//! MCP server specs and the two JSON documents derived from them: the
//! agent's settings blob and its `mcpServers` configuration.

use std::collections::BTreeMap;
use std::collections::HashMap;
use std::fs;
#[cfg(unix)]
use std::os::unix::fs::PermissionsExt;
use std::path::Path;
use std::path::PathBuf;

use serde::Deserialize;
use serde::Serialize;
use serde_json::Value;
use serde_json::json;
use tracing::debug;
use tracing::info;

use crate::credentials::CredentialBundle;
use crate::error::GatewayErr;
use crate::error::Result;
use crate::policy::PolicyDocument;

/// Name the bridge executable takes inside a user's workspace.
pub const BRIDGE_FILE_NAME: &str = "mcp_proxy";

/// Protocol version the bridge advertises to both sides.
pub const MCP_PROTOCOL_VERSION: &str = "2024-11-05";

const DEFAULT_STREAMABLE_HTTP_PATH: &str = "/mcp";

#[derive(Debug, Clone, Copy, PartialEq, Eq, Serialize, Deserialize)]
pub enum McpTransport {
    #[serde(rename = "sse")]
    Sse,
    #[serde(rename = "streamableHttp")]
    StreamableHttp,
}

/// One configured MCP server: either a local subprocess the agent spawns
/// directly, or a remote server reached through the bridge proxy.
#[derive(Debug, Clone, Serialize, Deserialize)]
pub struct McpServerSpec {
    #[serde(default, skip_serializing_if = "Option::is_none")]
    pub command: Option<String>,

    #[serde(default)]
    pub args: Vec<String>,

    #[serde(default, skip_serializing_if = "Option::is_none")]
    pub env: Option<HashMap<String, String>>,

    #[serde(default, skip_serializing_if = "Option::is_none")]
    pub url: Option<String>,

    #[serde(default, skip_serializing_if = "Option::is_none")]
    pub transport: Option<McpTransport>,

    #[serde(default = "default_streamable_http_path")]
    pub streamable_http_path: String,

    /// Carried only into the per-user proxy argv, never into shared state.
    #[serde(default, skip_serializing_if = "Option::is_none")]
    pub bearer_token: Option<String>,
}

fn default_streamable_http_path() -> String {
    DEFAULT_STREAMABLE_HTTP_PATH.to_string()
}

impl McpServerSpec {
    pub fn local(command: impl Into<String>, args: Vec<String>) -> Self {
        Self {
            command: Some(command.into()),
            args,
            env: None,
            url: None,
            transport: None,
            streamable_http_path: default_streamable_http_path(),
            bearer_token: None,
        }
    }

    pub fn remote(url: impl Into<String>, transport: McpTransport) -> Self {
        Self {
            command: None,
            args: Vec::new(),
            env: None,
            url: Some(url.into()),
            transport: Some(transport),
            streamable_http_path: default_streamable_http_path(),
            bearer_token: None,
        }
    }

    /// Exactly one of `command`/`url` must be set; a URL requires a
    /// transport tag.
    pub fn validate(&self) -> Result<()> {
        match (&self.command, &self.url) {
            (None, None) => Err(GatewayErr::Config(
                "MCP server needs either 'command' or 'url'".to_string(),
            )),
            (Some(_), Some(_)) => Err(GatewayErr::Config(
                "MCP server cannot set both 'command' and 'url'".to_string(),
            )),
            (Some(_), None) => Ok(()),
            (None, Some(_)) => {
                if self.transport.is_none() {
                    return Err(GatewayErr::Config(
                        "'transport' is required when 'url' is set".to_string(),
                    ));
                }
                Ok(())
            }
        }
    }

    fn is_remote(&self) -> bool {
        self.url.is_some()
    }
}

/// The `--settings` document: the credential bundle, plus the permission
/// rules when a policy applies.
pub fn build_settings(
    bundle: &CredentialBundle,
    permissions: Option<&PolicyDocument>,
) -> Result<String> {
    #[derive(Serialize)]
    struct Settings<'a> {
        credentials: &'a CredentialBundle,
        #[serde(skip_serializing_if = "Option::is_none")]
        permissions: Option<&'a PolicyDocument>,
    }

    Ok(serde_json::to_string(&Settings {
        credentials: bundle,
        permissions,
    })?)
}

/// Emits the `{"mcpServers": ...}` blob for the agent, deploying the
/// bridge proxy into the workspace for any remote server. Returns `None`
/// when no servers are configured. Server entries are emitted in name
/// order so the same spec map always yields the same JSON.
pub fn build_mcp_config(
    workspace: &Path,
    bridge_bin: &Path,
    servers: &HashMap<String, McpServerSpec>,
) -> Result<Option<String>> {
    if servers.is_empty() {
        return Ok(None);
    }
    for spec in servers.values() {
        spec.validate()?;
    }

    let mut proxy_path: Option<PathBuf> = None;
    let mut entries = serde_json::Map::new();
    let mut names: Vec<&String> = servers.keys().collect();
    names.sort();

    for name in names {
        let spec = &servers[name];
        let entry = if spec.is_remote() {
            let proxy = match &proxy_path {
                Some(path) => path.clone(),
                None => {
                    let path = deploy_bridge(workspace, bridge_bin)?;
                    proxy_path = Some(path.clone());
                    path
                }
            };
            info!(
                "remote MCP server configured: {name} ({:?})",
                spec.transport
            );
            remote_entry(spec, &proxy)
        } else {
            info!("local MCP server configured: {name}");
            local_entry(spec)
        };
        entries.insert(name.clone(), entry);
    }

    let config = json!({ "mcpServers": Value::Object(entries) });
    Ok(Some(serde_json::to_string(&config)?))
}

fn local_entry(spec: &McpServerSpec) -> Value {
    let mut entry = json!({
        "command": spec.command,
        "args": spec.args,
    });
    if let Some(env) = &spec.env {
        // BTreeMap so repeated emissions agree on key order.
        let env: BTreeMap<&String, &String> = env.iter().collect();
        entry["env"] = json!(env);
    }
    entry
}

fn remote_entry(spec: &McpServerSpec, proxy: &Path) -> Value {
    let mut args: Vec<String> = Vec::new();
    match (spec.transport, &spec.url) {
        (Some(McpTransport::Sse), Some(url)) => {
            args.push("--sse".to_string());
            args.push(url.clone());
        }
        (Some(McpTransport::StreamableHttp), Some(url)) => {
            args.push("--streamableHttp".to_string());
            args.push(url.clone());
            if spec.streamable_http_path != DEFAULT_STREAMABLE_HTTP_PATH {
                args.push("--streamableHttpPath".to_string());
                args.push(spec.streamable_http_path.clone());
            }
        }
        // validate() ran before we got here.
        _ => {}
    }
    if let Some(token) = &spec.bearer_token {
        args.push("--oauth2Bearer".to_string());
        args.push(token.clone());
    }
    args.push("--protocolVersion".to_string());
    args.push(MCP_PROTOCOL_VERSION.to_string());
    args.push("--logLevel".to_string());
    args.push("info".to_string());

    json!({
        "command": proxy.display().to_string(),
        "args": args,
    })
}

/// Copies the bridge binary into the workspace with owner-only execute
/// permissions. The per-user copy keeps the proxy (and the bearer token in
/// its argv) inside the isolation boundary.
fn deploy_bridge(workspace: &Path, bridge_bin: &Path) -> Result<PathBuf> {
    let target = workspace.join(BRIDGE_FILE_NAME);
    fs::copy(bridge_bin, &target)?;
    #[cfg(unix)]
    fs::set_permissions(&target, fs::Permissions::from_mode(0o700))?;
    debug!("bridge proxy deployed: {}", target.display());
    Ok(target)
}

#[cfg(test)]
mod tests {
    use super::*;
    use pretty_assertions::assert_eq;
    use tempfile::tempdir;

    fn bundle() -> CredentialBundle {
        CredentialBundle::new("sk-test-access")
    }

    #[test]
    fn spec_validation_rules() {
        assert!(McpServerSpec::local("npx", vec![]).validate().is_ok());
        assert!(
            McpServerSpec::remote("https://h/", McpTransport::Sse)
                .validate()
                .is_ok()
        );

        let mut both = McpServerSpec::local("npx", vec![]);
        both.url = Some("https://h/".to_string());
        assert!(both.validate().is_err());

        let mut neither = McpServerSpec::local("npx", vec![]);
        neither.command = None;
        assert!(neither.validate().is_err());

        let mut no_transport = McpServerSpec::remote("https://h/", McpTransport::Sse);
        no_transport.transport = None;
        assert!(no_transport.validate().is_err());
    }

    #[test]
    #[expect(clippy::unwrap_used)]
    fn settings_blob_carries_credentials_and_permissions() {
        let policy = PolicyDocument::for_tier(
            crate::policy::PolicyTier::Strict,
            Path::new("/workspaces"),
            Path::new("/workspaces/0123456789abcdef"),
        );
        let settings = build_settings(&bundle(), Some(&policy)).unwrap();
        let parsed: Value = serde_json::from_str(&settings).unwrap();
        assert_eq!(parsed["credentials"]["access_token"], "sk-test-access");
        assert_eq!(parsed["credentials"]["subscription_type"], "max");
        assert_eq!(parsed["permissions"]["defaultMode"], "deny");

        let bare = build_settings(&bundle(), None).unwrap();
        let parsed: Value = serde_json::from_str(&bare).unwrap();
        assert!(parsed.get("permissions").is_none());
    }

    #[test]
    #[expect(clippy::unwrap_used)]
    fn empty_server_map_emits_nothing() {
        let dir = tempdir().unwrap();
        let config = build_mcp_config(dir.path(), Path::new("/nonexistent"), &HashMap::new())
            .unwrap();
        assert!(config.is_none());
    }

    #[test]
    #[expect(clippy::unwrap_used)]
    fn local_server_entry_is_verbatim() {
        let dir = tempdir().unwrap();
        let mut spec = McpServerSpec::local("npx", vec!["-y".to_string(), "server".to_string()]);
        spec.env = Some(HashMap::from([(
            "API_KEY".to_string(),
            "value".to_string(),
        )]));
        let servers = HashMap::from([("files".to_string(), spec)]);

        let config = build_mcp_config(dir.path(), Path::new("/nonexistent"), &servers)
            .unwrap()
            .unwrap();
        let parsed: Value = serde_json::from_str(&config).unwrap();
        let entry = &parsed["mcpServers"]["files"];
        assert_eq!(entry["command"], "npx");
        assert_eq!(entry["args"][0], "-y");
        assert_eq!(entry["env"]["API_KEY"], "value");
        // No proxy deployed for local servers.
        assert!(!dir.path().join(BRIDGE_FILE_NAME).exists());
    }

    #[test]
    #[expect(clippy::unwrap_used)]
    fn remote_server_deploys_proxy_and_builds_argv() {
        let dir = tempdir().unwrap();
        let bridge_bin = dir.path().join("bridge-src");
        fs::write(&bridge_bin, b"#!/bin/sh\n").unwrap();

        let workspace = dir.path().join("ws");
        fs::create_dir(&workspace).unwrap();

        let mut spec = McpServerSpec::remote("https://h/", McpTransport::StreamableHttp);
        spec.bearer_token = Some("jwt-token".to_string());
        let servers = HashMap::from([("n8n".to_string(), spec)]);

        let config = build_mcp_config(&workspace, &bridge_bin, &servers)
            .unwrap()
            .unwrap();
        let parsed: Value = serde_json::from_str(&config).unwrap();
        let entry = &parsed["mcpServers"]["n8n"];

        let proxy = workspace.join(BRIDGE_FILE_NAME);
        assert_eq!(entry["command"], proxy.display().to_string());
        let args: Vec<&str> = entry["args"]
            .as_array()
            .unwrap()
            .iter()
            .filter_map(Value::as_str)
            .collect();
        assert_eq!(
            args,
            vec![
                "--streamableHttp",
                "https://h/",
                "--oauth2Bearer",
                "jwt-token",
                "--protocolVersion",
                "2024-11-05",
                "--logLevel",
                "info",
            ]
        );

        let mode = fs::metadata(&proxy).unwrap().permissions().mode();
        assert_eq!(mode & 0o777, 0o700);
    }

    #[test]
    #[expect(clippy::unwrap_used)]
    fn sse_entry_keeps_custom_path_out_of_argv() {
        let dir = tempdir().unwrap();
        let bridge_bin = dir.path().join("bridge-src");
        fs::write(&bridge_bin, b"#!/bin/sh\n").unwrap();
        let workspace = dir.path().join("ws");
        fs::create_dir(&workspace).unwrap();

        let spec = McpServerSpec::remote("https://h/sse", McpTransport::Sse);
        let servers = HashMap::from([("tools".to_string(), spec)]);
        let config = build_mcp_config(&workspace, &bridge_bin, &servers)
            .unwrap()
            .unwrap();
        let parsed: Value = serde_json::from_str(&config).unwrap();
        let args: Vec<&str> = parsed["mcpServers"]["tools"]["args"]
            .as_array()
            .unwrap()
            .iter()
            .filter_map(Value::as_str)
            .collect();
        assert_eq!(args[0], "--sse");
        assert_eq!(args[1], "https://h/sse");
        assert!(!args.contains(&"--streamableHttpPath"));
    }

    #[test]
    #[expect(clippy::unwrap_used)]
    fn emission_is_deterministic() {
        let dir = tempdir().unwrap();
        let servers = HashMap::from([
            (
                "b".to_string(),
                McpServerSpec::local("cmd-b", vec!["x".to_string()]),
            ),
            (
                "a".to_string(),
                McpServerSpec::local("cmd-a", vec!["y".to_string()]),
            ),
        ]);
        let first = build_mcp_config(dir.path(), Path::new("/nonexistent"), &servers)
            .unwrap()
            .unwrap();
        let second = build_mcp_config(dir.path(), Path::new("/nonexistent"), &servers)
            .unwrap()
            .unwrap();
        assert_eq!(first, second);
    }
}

--------------------------------

### DESCRIPTION OF THE TASK
Could you reproduce exactly the lines of the entries above, from the one with "return Ok(None);" through the one with "for name in", and nothing else?

### YOUR SOLUTION
        return Ok(None);
    }
    for spec in servers.values() {
        spec.validate()?;
    }

    let mut proxy_path: Option<PathBuf> = None;
    let mut entries = serde_json::Map::new();
    let mut names: Vec<&String> = servers.keys().collect();
    names.sort();

    for name in names {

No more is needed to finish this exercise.